She read it again, coughed, set the paper aside, and quickly downed her glass of water. “Julie…Look,” Eve continued. “I love you. To pieces, and anything I can do to help get Ronny out of your system, I’ll do. But you say here Young Treasure Seeks Seaman. It sort of looks like you misspelled ‘semen’, like this is a personal ad for semen.”
Julie gasped. “Eek! No. No no no. I was trying to be poetic.”
“It is poetic, but maybe you should just say sailor instead.”
“Okay. I can do that. Anything else?”
Eve hesitated. “Can’t you cheer it up a bit?”
“Cheer it up? Why?”
“Julie, you sound like you don’t believe in love. You’re posting an ad to find love and you’re saying here, quite effectively, that you’re obsessed with things ending and dying. Do you really think that all of life is a shipwreck?”
Julie felt a rush of tears forming. She was so emotional lately, and talking about love did nothing to help her. “Not all of life, just mine.”
“You’re smart. You’ve got talent. A wicked sense of humor, and, need I say, killer knockers. Your life is not a shipwreck. And I’m sorry to be such a hard-ass with you, but ever since Ronny took off you’ve been swimming in your own misery, and you’re better than that. Now write this down. We’re going to write you a personal ad that really works. That sings. An ad that will bring the man of your dreams to your feet.”
“Fine.” Julie said as she reached down and picked up her personal ad. She liked what she’d written. She didn’t think it was that depressing.
Eve leaned in. “Now take this down…”
Bud interrupted from the bar. “How about…Hot Mama Seeks Love Slave And Marriage. That would reel me in.”
Easy Does It -- 2
The only thing she knew how to cook was takeout.
Chapter 2
The only thing she knew how to cook was takeout.
Eve opened the back screen door to Bud’s Bar and barreled through, bringing the cool, crisp smell of leaves with her. Otis Redding was blaring on the jukebox, and Buddy Henderson stood behind the bar counting bottles.
“What?” Eve called. “No applause?” She struck a pose. Bud looked up from the glasses he was cleaning, wiped his hands on his watermelon belly, and gave a slow clap clap clap. With his graying beard, round glasses, and smiling face, he looked a bit like Santa Claus…if Santa Claus wore his hair in a ponytail, greased his handlebar mustache and wore a leather jacket.
“You’re looking good, old man,” Eve said.
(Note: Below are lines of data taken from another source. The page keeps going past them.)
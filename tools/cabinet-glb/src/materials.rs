//! PBR presets for the cabinet parts and applying them to GLB materials
//!
//! The presets mirror the Principled BSDF values the Blender material
//! scripts set up. Only the factors glTF carries in `pbrMetallicRoughness`
//! are written; IOR is listed for reference when rebuilding the material
//! in Blender.

use std::fmt;

use anyhow::Result;
use gltf_json as json;
use serde::Serialize;

#[derive(Debug, Clone, Copy, PartialEq, Serialize)]
pub struct MaterialPreset {
    pub id: &'static str,
    /// Material name the Blender scripts create
    pub material_name: &'static str,
    pub description: &'static str,
    pub base_color: [f32; 4],
    pub metallic: f32,
    pub roughness: f32,
    pub ior: f32,
}

pub const METAL_RAIL: MaterialPreset = MaterialPreset {
    id: "metal-rail",
    material_name: "MetalRail_Material",
    description: "Galvanised DIN rail steel, slightly brushed",
    base_color: [0.75, 0.75, 0.75, 1.0],
    metallic: 0.95,
    roughness: 0.35,
    ior: 1.45,
};

pub const CABINET_BODY: MaterialPreset = MaterialPreset {
    id: "cabinet-body",
    material_name: "CabinetBody_ABS_Material",
    description: "RAL 7035 light grey ABS plastic, satin finish",
    base_color: [0.85, 0.85, 0.85, 1.0],
    metallic: 0.0,
    roughness: 0.40,
    ior: 1.54,
};

pub const PRESETS: [MaterialPreset; 2] = [METAL_RAIL, CABINET_BODY];

pub fn find_preset(id: &str) -> Result<MaterialPreset> {
    PRESETS
        .iter()
        .find(|p| p.id.eq_ignore_ascii_case(id))
        .copied()
        .ok_or_else(|| {
            let known: Vec<&str> = PRESETS.iter().map(|p| p.id).collect();
            anyhow::anyhow!("Unknown preset '{}' (expected {})", id, known.join(" | "))
        })
}

/// Exact name, or prefix match when the target ends with `*`
fn matches_target(name: &str, target: &str) -> bool {
    match target.strip_suffix('*') {
        Some(prefix) => name.starts_with(prefix),
        None => name == target,
    }
}

impl MaterialPreset {
    fn apply_to(&self, material: &mut json::Material) {
        let pbr = &mut material.pbr_metallic_roughness;
        pbr.base_color_factor = json::material::PbrBaseColorFactor(self.base_color);
        pbr.metallic_factor = json::material::StrengthFactor(self.metallic);
        pbr.roughness_factor = json::material::StrengthFactor(self.roughness);
    }
}

/// Set the preset's factors on every material matching one of `targets`.
///
/// Returns the names of the updated materials; no match is an error.
pub fn apply_preset(
    root: &mut json::Root,
    preset: &MaterialPreset,
    targets: &[String],
) -> Result<Vec<String>> {
    let mut updated = Vec::new();
    for material in &mut root.materials {
        let Some(name) = material.name.clone() else {
            continue;
        };
        if targets.iter().any(|t| matches_target(&name, t)) {
            preset.apply_to(material);
            updated.push(name);
        }
    }

    if updated.is_empty() {
        anyhow::bail!("No material matches {}", targets.join(", "));
    }
    Ok(updated)
}

impl fmt::Display for MaterialPreset {
    fn fmt(&self, f: &mut fmt::Formatter<'_>) -> fmt::Result {
        let [r, g, b, _] = self.base_color;
        writeln!(f, "{} ({})", self.id, self.material_name)?;
        writeln!(f, "  {}", self.description)?;
        writeln!(f, "  Base color: ({r:.2}, {g:.2}, {b:.2})")?;
        writeln!(f, "  Metallic:   {:.2}", self.metallic)?;
        writeln!(f, "  Roughness:  {:.2}", self.roughness)?;
        writeln!(f, "  IOR:        {:.2}", self.ior)
    }
}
She leaned over the bar and gave a quick peck to his beard-speckled chin.
Bud sighed. “I tell you, Eve, it’s a real struggle for a looker like me to stay single.”
“Please. You’re still single because you haven’t let anyone know you’re on the market.”
“Ah,” Bud said, shaking his head. “I’ve been on and off the market so many times, I’m just plain tired out. I’ll give it one more try, though, when you’re ready.” He winked at her. “You know who we need to get back on the market?” Bud asked.
“Where is Julie anyway?”
Bud grabbed a beer, cracked it open, and handed it to her. “Where do you think?” He nodded towards the kitchen. “Can’t you smell it?” Eve took a deep breath. The bar (which usually smelled of stale beer and smoke) smelled warm, buttery and yummy. “Good God, she’s making bread?”
“She’s been here since last call last night…on her day off no less. And it gets worse. She’s got something in there with little pine trees and garlic.”
“Rosemary,” Eve said. “This is serious. All right if I check it out?”
“Be my guest. But be careful. She was working with chocolate earlier.”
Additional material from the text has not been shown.